もちろん、表示の仕方は自由という訳ではなく、食品表示法に基づく食品表示基準や、「機能性表示食品の届出等に関するガイドライン」などに基づきながら決定していく必要があります。なお、機能性表示食品にも許可証標はありません。

また、機能性については臨床試験もしくは研究レビューをもとにしながら、科学的根拠を示していきます。

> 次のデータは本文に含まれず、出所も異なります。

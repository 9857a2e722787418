//! Placeholder Extractor — scans template text for binding tokens.
//!
//! Two grammars are scanned independently over the same input:
//! - interpolation / iteration: `{{firstName}}`, `{{#each workExperience}}`, `{{/each}}`
//! - typed directives: `[[FIELD:x]]`, `[[LOOP:x]]`, `[[IF:x]]`
//!
//! Malformed or unterminated tokens simply do not match.

use std::collections::HashSet;
use std::sync::LazyLock;

use regex::Regex;

/// `{{ ... }}` with no embedded braces.
static BRACE_TOKEN_RE: LazyLock<Regex> =
    LazyLock::new(|| Regex::new(r"\{\{[^{}]*\}\}").expect("brace token pattern is valid"));

/// `[[FIELD:...]]`, `[[LOOP:...]]`, `[[IF:...]]` with a body free of `]`.
static DIRECTIVE_TOKEN_RE: LazyLock<Regex> = LazyLock::new(|| {
    Regex::new(r"\[\[(?:FIELD|LOOP|IF):[^\]]*\]\]").expect("directive token pattern is valid")
});

/// Returns every placeholder token in `content`, verbatim.
///
/// All brace tokens come first (in order found), then all directive tokens.
/// Duplicates are kept; use [`unique_placeholders`] for the distinct set.
pub fn extract_placeholders(content: &str) -> Vec<String> {
    if content.is_empty() {
        return Vec::new();
    }

    BRACE_TOKEN_RE
        .find_iter(content)
        .chain(DIRECTIVE_TOKEN_RE.find_iter(content))
        .map(|m| m.as_str().to_string())
        .collect()
}

/// Distinct placeholder tokens, order of first appearance preserved.
pub fn unique_placeholders(content: &str) -> Vec<String> {
    let mut seen = HashSet::new();
    extract_placeholders(content)
        .into_iter()
        .filter(|token| seen.insert(token.clone()))
        .collect()
}
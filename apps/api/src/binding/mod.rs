// Template placeholder binding engine
// Implements: placeholder extraction, field catalog flattening, fuzzy field matching,
// and the suggestion review workflow. Extraction and matching are pure and synchronous;
// only the store and review steps touch persistence.

pub mod discovery;
pub mod extractor;
pub mod fields;
pub mod handlers;
pub mod matcher;
pub mod review;
pub mod similarity;
pub mod store;
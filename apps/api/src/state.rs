use std::collections::HashMap;
use std::sync::Arc;

use tokio::sync::Mutex;
use uuid::Uuid;

use crate::binding::matcher::BindingMatcher;
use crate::binding::review::{ReviewEventSink, ReviewSession};
use crate::binding::store::TemplateStore;
use crate::config::Config;

/// One template's review session. Held across store calls, so review traffic
/// on one template never waits on another.
pub type SharedSession = Arc<Mutex<ReviewSession>>;

/// Open review sessions, one per template. A new suggestion run replaces the old one.
/// The map lock is only held to look up, insert or remove a session.
pub type ReviewSessions = Arc<Mutex<HashMap<Uuid, SharedSession>>>;

/// Shared application state injected into all route handlers via Axum extractors.
#[derive(Clone)]
pub struct AppState {
    pub config: Config,
    /// Template/binding persistence. PostgreSQL in production.
    pub store: Arc<dyn TemplateStore>,
    /// Read-only after startup; built once from the resume-data schema.
    pub matcher: Arc<BindingMatcher>,
    pub reviews: ReviewSessions,
    pub review_events: Arc<dyn ReviewEventSink>,
}

impl AppState {
    pub fn new(
        config: Config,
        store: Arc<dyn TemplateStore>,
        matcher: Arc<BindingMatcher>,
        review_events: Arc<dyn ReviewEventSink>,
    ) -> Self {
        Self {
            config,
            store,
            matcher,
            reviews: Arc::new(Mutex::new(HashMap::new())),
            review_events,
        }
    }

    pub async fn review_session(&self, template_id: Uuid) -> Option<SharedSession> {
        self.reviews.lock().await.get(&template_id).cloned()
    }

    /// Replaces any open session for the same template.
    pub async fn open_review(&self, session: ReviewSession) {
        let template_id = session.template_id();
        self.reviews
            .lock()
            .await
            .insert(template_id, Arc::new(Mutex::new(session)));
    }

    pub async fn close_review(&self, template_id: Uuid) -> bool {
        self.reviews.lock().await.remove(&template_id).is_some()
    }
}
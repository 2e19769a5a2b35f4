//! # arbor-core
//!
//! Core library for the arbor site generator: configuration, frontmatter
//! decoding, the markdown engine, and the two build passes (content graph,
//! hierarchical listings) that turn a source tree into a [`models::Site`].

pub mod builder;
pub mod config;
pub mod convert;
pub mod frontmatter;
pub mod markdown;
pub mod models;

mod graph;
mod listing;

pub use builder::{BuildError, SiteBuilder};
pub use config::{Config, ConfigError, FooterLink, LinkPolicy};
pub use frontmatter::{parse_frontmatter, FrontmatterError};
pub use markdown::MarkdownProcessor;
pub use models::{Layout, ListingLink, Metadata, Node, Site, Tag};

臨床試験であれば最終製品を用いますが、研究レビューの場合は文献を用いた総合的な評価になります。そのため、商品に表示されている機能性は最終製品に関する情報とは限りません。

機能性表示食品は、生鮮食品を含むすべての食品が対象となっているため、様々な分野での利用が期待されています。一方で、特別用途食品(特定保健用食品を含む)や栄養機能食品、アルコールを含む飲料、そして脂質やコレステロールなどの過剰摂取につながるものなどはこの制度の対象外のため注意が必要です。

また、疾病に罹患している人や未成年者、妊婦や授乳婦の利用を対象としている商品も、この対象からは外れています。

個人個人の状態に合わせた正しい選択が大切

保健機能食品は、健康の維持増進の面で人々をサポートしてくれる食品です。しかし、選択や利用が消費者の自由に任せられているものだからこそ、効果的に摂取するには、正しく選んで摂取することが大切になってきます。

特定保健用食品や機能性表示食品は健康が気になりはじめた人、栄養機能食品は、ビタミンやミネラルなど一日に必要とされている栄養素の補給や補完が必要な人を対象者とした食品です。ただし、機能性表示食品には利用対象外となる人もいるため注意するようにしましょう。

そして、いずれも疾病に罹患している人ではなく、健康な人が対象となっています。また、たくさん摂取すればその分健康的になれるわけではありません。多量摂取によって思わぬトラブルが生じてしまう場合もあるため、一日の摂取目安量を守ることも大切です。

摂取方法などの注意事項もよく確認してから利用するようにしましょう。

正しい知識のもと冷静に分析する力が必要

健康の維持増進を目的とした食品には様々なものがあり、どれを選んだら良いのか迷ってしまうこともあるでしょう。保健機能食品に関する正しい知識を持ち、情報を正しく得られるようになることで、適切なものを選べるようになります。

また、身体の状態は人によって異なるため、自分自身にとって何が不足していて、どの部分を改善していきたいのか分析しておくことも大切です。